Is there any way to filter out words that aren't appropriate in a professional setting?
matthewjones555 opened this issue · 5 comments
The dictionary contains words that are not appropriate in a professional setting. Here are examples that I have found so far:
rectum
foreskin
vagina
testical
penis
scrotum
While being perfectly fine anatomical words, they are entirely inappropriate in a professional setting. I really don't think I'd be able to get HR on board with the idea that "Vagina penis scrotum" is an acceptable password.
Please tell me there's an easy way to filter out all of these words, along with any others that I may have missed. Sadly, this is a total dealbreaker.
Just an FYI, my team have found more words that aren't suitable.
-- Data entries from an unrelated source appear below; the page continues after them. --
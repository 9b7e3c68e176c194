//! Per-band hard-knee gain computer.
//!
//! # Signal Flow
//!
//! ```text
//! Detection band → Envelope Follower → dB → Gain Computer → × Main band
//!                                                  ↓
//!                                            Makeup Gain
//! ```
//!
//! The envelope follower does all of the time-domain shaping; the gain
//! computer is a static curve evaluated per sample:
//!
//! ```text
//! env_db = 20·log10(env + 1e-8)
//! over   = env_db - threshold
//! gr_db  = over > 0 ? over - over / ratio : 0
//! gain   = 10^(-gr_db / 20) · 10^(makeup / 20)
//! ```

use trisect_core::{db_to_linear, linear_to_db};

use crate::params::BandParams;

/// Smallest ratio the gain computer accepts.
///
/// Keeps `over / ratio` away from the degenerate 1:1 slope.
pub const MIN_RATIO: f32 = 1.001;

/// Added to the envelope before the dB conversion so silence stays finite.
pub const DETECTOR_EPSILON: f32 = 1e-8;

/// Static gain curve of one band.
///
/// # Example
///
/// ```rust
/// use trisect_engine::{BandCompressor, BandParams};
///
/// let mut comp = BandCompressor::new();
/// comp.configure(&BandParams {
///     threshold_db: -20.0,
///     ratio: 4.0,
///     attack_ms: 10.0,
///     release_ms: 100.0,
///     makeup_db: 0.0,
/// });
///
/// // 8 dB over threshold at 4:1 leaves 2 dB over: 6 dB of reduction
/// assert!((comp.reduction_db(-12.0) - 6.0).abs() < 1e-5);
/// assert_eq!(comp.compute_gain(-30.0), 1.0);
/// ```
#[derive(Debug, Clone, Copy, PartialEq)]
pub struct BandCompressor {
    threshold_db: f32,
    ratio: f32,
    makeup_db: f32,
    makeup_linear: f32,
}

impl BandCompressor {
    /// Creates a compressor with unity settings (0 dB threshold, 1:1, no makeup).
    pub fn new() -> Self {
        let mut comp = Self {
            threshold_db: 0.0,
            ratio: MIN_RATIO,
            makeup_db: 0.0,
            makeup_linear: 1.0,
        };
        comp.configure(&BandParams::unity());
        comp
    }

    /// Applies threshold, ratio and makeup from a band snapshot.
    ///
    /// Ratio is clamped to at least [`MIN_RATIO`]. Attack and release are
    /// not used here; they belong to the envelope followers.
    pub fn configure(&mut self, params: &BandParams) {
        self.threshold_db = params.threshold_db;
        self.ratio = params.ratio.max(MIN_RATIO);
        if params.makeup_db != self.makeup_db {
            self.makeup_db = params.makeup_db;
            self.makeup_linear = db_to_linear(params.makeup_db);
        }
    }

    /// Threshold in dB.
    pub fn threshold_db(&self) -> f32 {
        self.threshold_db
    }

    /// Effective (clamped) ratio.
    pub fn ratio(&self) -> f32 {
        self.ratio
    }

    /// Makeup gain as a linear factor.
    pub fn makeup_linear(&self) -> f32 {
        self.makeup_linear
    }

    /// Gain reduction in dB for a detector level (0 or positive).
    #[inline]
    pub fn reduction_db(&self, envelope_db: f32) -> f32 {
        let over = envelope_db - self.threshold_db;
        if over > 0.0 {
            over - over / self.ratio
        } else {
            0.0
        }
    }

    /// Linear gain, makeup included, for a detector level in dB.
    #[inline]
    pub fn compute_gain(&self, envelope_db: f32) -> f32 {
        let reduction_db = self.reduction_db(envelope_db);
        if reduction_db == 0.0 {
            self.makeup_linear
        } else {
            db_to_linear(-reduction_db) * self.makeup_linear
        }
    }

    /// Linear gain for a linear envelope level.
    ///
    /// Returns the gain and the reduction in dB, the latter for metering.
    #[inline]
    pub fn gain_for_envelope(&self, envelope: f32) -> (f32, f32) {
        let envelope_db = linear_to_db(envelope + DETECTOR_EPSILON);
        let reduction_db = self.reduction_db(envelope_db);
        let gain = if reduction_db == 0.0 {
            self.makeup_linear
        } else {
            db_to_linear(-reduction_db) * self.makeup_linear
        };
        (gain, reduction_db)
    }
}

impl Default for BandCompressor {
    fn default() -> Self {
        Self::new()
    }
}

#[cfg(test)]
mod tests {
    use super::*;

    fn comp(threshold_db: f32, ratio: f32, makeup_db: f32) -> BandCompressor {
        let mut c = BandCompressor::new();
        c.configure(&BandParams {
            threshold_db,
            ratio,
            attack_ms: 10.0,
            release_ms: 100.0,
            makeup_db,
        });
        c
    }

    #[test]
    fn test_below_threshold_is_makeup_only() {
        let c = comp(-24.0, 4.0, 6.0);
        assert_eq!(c.compute_gain(-60.0), db_to_linear(6.0));
        assert_eq!(c.compute_gain(-24.0), db_to_linear(6.0));
    }

    #[test]
    fn test_reduction_curve() {
        let c = comp(-24.0, 4.0, 0.0);
        // 12 dB over at 4:1: 9 dB reduction
        assert!((c.reduction_db(-12.0) - 9.0).abs() < 1e-5);
        let gain = c.compute_gain(-12.0);
        assert!((linear_to_db(gain) + 9.0).abs() < 1e-3);
    }

    #[test]
    fn test_ratio_clamped() {
        let c = comp(-24.0, 1.0, 0.0);
        assert_eq!(c.ratio(), MIN_RATIO);
        // Near-unity ratio gives almost no reduction
        assert!(c.reduction_db(0.0) < 0.03);

        let c = comp(-24.0, -5.0, 0.0);
        assert_eq!(c.ratio(), MIN_RATIO);
    }

    #[test]
    fn test_silence_is_finite() {
        let c = comp(-60.0, 20.0, 24.0);
        let (gain, reduction) = c.gain_for_envelope(0.0);
        assert!(gain.is_finite());
        assert_eq!(reduction, 0.0);
    }

    #[test]
    fn test_monotonic_above_threshold() {
        let c = comp(-30.0, 8.0, 3.0);
        let mut prev = c.compute_gain(-30.0);
        for step in 1..=60 {
            let gain = c.compute_gain(-30.0 + step as f32 * 0.5);
            assert!(gain <= prev, "gain rose at step {step}");
            prev = gain;
        }
    }

    #[test]
    fn test_gain_for_envelope_matches_compute_gain() {
        let c = comp(-18.0, 3.0, -2.0);
        for &env in &[0.0, 0.01, 0.1, 0.5, 1.0] {
            let (gain, _) = c.gain_for_envelope(env);
            let expected = c.compute_gain(linear_to_db(env + DETECTOR_EPSILON));
            assert_eq!(gain, expected);
        }
    }
}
This is what we have so far...
var excludedWords = new HashSet<string>(new[]
{
"rectum",
"foreskin",
"vagina",
"testical",
"penis",
"ovary",
"uterus",
"clitoris",
"urethra",
"prostate",
"testis",
"glans",
"scrotum",
"nipple",
"mammary",
"areola",
"anus",
"dick",
"fanny",
"cocaine",
});
I can see that some effort has been taken to remove words from the dictionary. Some notable missing words are:
sphincter
coitus
vulva
gusset
porn
finger
I do understand that this is a very difficult thing to achieve. I'm currently trying to filter these words myself, and it's not going to be a perfect solution. I suppose this is the problem when you're not in direct control of the source material.
Sorry I am not directly answering the question but wanted to provide a perspective here.
Also I agree that there is a great need for a work-safe passphrase generator (I work in schools and would love to see something similar), and I definitely support more discussion on this hence feeling the need to comment here.
-
Based on your first post it seems like you are thinking of this as a password generator. It's not; it is a passphrase generator. It's not sensible to use it to generate three-word phrases, and definitely don't trust the password strength box in Keepass. I am not sure under what unlikely circumstances the password "Vagina penis scrotum" would ever be generated?
-
You are always free to make your own dictionary (although I suspect you will read this page and reconsider :)
-
I may be totally wrong about this, but I would suspect that what you are asking is theoretically impossible, on the following grounds.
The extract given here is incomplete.